Thursday, August 15, 2013
"The retail environment remains challenging in the U.S. and our international markets, as customers are cautious in their spending. Net sales in the first six months were below our expectations, so we are updating our forecast for net sales to grow between 2 and 3 percent for the full year versus our previous range of 5 to 6 percent,"
This is a direct quote from Wal-Mart’s (WMT - Free Report) weaker than expected earnings release this morning. Given Wal-Mart’s size and reach, the retail giant’s weak second half outlook provides an unsettling view of the low-end consumer. But before we assume that the issue is restricted to the low-end consumer only, we shouldn’t lose sight of the underwhelming guidance from Macy’s (M - Free Report) on Wednesday. Macy’s may not be a proxy for high-end retailing as a Nordstrom (JWN - Free Report) would be, which reports after the close today, but it is no Kohl’s (KSS - Free Report) either, which incidentally also guided lower this morning. Beyond the retail sector, we got something similar from networking giant Cisco (CSCO - Free Report) in its earnings release last evening.

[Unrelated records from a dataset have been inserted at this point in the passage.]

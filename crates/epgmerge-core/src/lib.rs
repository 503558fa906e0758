//! Core domain logic for epgmerge.
//!
//! Everything in this crate is pure: the XMLTV time codec, the first-class
//! channel join key, the source-priority merge fold, calendar-day
//! windowing, and schedule record rendering. Feed retrieval and file I/O
//! live in `epgmerge-feed` and the CLI.

/// Merged catalog data model and the source-priority merge fold.
pub mod catalog;
/// Per-feed error taxonomy.
pub mod error;
/// First-class channel join key.
pub mod key;
/// Output record rendering.
pub mod schedule;
/// XMLTV timestamp parsing and output formatting.
pub mod time;
/// Calendar-day partitioning of programme lists.
pub mod window;

pub use catalog::{
    Catalog, Channel, FeedChannel, FeedSource, MergedChannel, ParsedFeed, Programme,
    SourceOutcome, merge_sources,
};
pub use error::{EpgError, EpgResult};
pub use key::channel_key;
pub use schedule::{ScheduleEntry, ScheduleRecord, render_schedule};
pub use time::{format_clock_time, format_long_date, parse_xmltv_time};
pub use window::programmes_for_date;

The takeaway from these retail sector earnings reports is not that the outlook for consumer spending is deteriorating. But rather that the long hoped-for second half recovery may have to be put off some more. Corporate profit growth has been anemic in the year, but consensus expectations have been looking for a growth ramp up in the second half of the year. Earnings estimates for Q3 for a number of sectors have been coming down sharply since the Q2 season got underway, but we haven’t seen much negative revisions for the broader consumer centric sectors. A big contributor to those hopeful expectations is the steadily improving labor market. This morning’s sharp drop in initial Jobless Claims further feeds those expectations.

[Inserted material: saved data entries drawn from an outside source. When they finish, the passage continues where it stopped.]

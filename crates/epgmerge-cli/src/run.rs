//! The sync pipeline: fetch all sources, merge, filter, write schedules.

use std::collections::BTreeSet;
use std::path::Path;

use anyhow::{Context, Result};
use chrono::NaiveDate;
use epgmerge_core::{SourceOutcome, merge_sources, programmes_for_date, render_schedule};
use epgmerge_feed::{LocalFeedFetch, collect_source_outcomes};

use crate::config::AppConfig;
use crate::output::write_schedule;

/// Counts and misses from one sync run, for the end-of-run summary.
#[derive(Debug, Default)]
pub struct SyncReport {
    /// Channels with at least one programme written for today.
    pub found_today: usize,
    /// Channels with at least one programme written for tomorrow.
    pub found_tomorrow: usize,
    /// Allowlist keys absent from the merged catalog.
    pub not_found: BTreeSet<String>,
    /// Allowlist keys with no schedule file for today, whether missing
    /// from the catalog or merely empty for the day.
    pub missing_today: BTreeSet<String>,
    /// Allowlist keys with no schedule file for tomorrow.
    pub missing_tomorrow: BTreeSet<String>,
}

/// Empties an output directory of schedule files, creating it if needed.
///
/// Only `.json` files are removed, so a shrunken allowlist cannot leave
/// stale schedules from a previous run behind.
fn prepare_output_dir(dir: &Path) -> Result<()> {
    std::fs::create_dir_all(dir)
        .with_context(|| format!("failed to create directory {}", dir.display()))?;
    for entry in std::fs::read_dir(dir)
        .with_context(|| format!("failed to read directory {}", dir.display()))?
    {
        let path = entry
            .with_context(|| format!("failed to read directory {}", dir.display()))?
            .path();
        if path.extension().is_some_and(|ext| ext == "json") {
            std::fs::remove_file(&path)
                .with_context(|| format!("failed to remove stale {}", path.display()))?;
        }
    }
    Ok(())
}

/// Runs the full sync: downloads every configured source, merges them by
/// priority, and writes one JSON schedule per allowlisted channel per day.
///
/// Both output directories are created (and cleared of schedule files
/// from earlier runs) before any channel is processed. Days with no
/// programmes in window produce no file. Channels missing from the
/// catalog are collected in the report rather than failing the run.
///
/// # Errors
///
/// Returns an error if the date arithmetic overflows, the output
/// directories cannot be prepared, or a schedule file cannot be written.
pub async fn run_sync(
    fetcher: &(impl LocalFeedFetch + Sync),
    config: &AppConfig,
    filter: &BTreeSet<String>,
    today: NaiveDate,
    out_root: &Path,
) -> Result<SyncReport> {
    let outcomes = collect_source_outcomes(fetcher, &config.sources).await;
    for outcome in &outcomes {
        if let SourceOutcome::Failed { name, error } = outcome {
            tracing::error!("Source '{name}' skipped: {error}");
        }
    }

    let catalog = merge_sources(outcomes);
    tracing::info!("Merged catalog holds {} channels", catalog.len());

    let tomorrow = today
        .succ_opt()
        .context("date arithmetic overflow computing tomorrow")?;
    let today_dir = out_root.join(&config.output.today_dir);
    let tomorrow_dir = out_root.join(&config.output.tomorrow_dir);
    prepare_output_dir(&today_dir)?;
    prepare_output_dir(&tomorrow_dir)?;

    let mut report = SyncReport::default();
    let mut written_today: BTreeSet<String> = BTreeSet::new();
    let mut written_tomorrow: BTreeSet<String> = BTreeSet::new();

    for key in filter {
        let Some(merged) = catalog.get(key) else {
            tracing::warn!("Channel '{key}' not found in any source");
            report.not_found.insert(key.clone());
            continue;
        };

        for (date, dir, written) in [
            (today, &today_dir, &mut written_today),
            (tomorrow, &tomorrow_dir, &mut written_tomorrow),
        ] {
            let in_window = programmes_for_date(&merged.programmes, date);
            if in_window.is_empty() {
                continue;
            }
            let record = render_schedule(&merged.channel.name, &in_window, date);
            let path = write_schedule(dir, key, &record)?;
            tracing::info!(
                "Saved {} programmes for '{}' to {}",
                record.schedule.len(),
                merged.channel.name,
                path.display()
            );
            written.insert(key.clone());
        }
    }

    report.found_today = written_today.len();
    report.found_tomorrow = written_tomorrow.len();
    report.missing_today = filter.difference(&written_today).cloned().collect();
    report.missing_tomorrow = filter.difference(&written_tomorrow).cloned().collect();

    Ok(report)
}

/// Logs the end-of-run summary: per-day counts, the sorted keys with no
/// data each day, and any allowlisted channels no source carried.
pub fn log_summary(report: &SyncReport, filter_len: usize) {
    tracing::info!(
        "Today: schedules written for {}/{} channels",
        report.found_today,
        filter_len
    );
    tracing::info!(
        "Tomorrow: schedules written for {}/{} channels",
        report.found_tomorrow,
        filter_len
    );
    if !report.missing_today.is_empty() {
        let missing: Vec<&str> = report.missing_today.iter().map(String::as_str).collect();
        tracing::warn!("No schedule for today: {}", missing.join(", "));
    }
    if !report.missing_tomorrow.is_empty() {
        let missing: Vec<&str> = report.missing_tomorrow.iter().map(String::as_str).collect();
        tracing::warn!("No schedule for tomorrow: {}", missing.join(", "));
    }
    if !report.not_found.is_empty() {
        let missing: Vec<&str> = report.not_found.iter().map(String::as_str).collect();
        tracing::warn!("Channels not found in any source: {}", missing.join(", "));
    }
}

But what these earnings reports from Wal-Mart, Macy’s, and others show that those second-half earnings growth expectations will need to come down. The question at this stage is whether the market will take the downshift in earnings expectations in the stride, as it has been doing over the last few quarters, or finally start paying attention. I have been of the view that investors will find it hard to disregard negative estimate revisions going forward, particularly if the Fed will be removing its protective embrace from the market.